TASK INSTRUCTIONS
Copy out each line of the material that includes the word "Result".

TASK DATA
—————

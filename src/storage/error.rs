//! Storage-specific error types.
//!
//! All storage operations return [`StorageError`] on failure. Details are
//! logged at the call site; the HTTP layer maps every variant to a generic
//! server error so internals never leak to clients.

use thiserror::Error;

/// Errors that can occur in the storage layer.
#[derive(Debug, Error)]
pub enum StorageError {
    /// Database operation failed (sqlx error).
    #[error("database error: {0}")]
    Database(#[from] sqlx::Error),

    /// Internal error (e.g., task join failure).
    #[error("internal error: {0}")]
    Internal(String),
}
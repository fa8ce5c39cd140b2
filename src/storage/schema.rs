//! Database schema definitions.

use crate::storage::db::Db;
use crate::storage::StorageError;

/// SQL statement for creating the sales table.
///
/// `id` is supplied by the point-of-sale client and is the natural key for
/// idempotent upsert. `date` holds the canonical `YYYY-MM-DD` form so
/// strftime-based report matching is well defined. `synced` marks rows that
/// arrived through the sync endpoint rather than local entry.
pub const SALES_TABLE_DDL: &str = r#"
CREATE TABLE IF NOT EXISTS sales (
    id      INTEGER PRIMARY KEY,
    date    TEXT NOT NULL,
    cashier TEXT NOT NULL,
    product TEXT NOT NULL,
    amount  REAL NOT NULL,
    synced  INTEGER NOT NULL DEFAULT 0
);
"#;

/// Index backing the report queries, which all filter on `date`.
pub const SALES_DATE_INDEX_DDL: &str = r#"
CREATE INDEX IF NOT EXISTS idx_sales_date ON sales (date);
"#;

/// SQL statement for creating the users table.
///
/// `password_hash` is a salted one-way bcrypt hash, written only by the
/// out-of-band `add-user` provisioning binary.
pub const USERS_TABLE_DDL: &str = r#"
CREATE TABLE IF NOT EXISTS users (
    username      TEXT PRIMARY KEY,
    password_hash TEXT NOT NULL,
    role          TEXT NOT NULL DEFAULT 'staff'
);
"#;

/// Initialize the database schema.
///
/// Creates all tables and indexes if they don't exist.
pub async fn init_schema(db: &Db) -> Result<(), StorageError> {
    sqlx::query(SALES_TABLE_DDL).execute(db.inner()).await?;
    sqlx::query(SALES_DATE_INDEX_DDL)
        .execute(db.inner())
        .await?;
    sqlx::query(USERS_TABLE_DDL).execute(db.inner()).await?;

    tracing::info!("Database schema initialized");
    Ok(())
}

—————

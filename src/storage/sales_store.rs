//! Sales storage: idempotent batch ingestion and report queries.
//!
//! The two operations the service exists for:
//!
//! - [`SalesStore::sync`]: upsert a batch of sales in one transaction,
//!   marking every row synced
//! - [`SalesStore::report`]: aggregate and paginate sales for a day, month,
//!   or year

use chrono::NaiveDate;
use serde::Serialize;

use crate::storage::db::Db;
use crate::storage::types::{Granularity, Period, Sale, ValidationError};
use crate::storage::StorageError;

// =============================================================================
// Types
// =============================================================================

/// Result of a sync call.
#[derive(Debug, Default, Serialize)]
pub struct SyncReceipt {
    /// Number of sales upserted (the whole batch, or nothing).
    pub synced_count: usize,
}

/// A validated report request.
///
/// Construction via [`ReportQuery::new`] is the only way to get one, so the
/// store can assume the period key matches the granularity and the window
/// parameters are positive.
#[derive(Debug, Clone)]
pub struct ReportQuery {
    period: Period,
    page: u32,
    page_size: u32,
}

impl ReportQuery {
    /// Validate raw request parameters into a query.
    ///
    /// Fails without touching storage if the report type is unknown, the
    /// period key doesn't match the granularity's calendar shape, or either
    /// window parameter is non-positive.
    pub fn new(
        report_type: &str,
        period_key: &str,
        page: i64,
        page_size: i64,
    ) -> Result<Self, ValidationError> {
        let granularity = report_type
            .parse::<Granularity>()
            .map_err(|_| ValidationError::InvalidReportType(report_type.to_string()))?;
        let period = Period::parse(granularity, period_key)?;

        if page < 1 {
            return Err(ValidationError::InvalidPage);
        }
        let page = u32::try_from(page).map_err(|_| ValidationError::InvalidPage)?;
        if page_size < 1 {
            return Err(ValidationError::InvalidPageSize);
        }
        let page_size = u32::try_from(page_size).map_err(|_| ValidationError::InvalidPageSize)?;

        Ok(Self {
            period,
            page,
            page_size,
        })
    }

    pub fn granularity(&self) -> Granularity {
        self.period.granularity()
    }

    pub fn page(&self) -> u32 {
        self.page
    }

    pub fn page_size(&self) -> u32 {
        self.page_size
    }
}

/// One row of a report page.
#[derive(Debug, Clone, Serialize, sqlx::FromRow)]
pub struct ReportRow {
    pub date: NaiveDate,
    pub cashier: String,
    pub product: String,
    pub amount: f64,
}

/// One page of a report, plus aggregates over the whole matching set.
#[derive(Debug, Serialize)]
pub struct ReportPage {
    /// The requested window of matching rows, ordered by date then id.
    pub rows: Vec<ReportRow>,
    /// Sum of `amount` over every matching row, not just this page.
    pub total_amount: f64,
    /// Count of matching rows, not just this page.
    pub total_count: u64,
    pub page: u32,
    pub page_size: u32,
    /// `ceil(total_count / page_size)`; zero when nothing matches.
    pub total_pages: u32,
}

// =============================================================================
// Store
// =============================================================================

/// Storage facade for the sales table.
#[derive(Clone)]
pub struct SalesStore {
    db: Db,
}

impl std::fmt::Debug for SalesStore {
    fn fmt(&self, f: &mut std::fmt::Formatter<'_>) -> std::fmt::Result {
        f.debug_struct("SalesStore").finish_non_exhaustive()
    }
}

—————

OUTPUT FOR THIS EXERCISE
pub async fn init_schema(db: &Db) -> Result<(), StorageError> {
/// Result of a sync call.
    ) -> Result<Self, ValidationError> {
    fn fmt(&self, f: &mut std::fmt::Formatter<'_>) -> std::fmt::Result {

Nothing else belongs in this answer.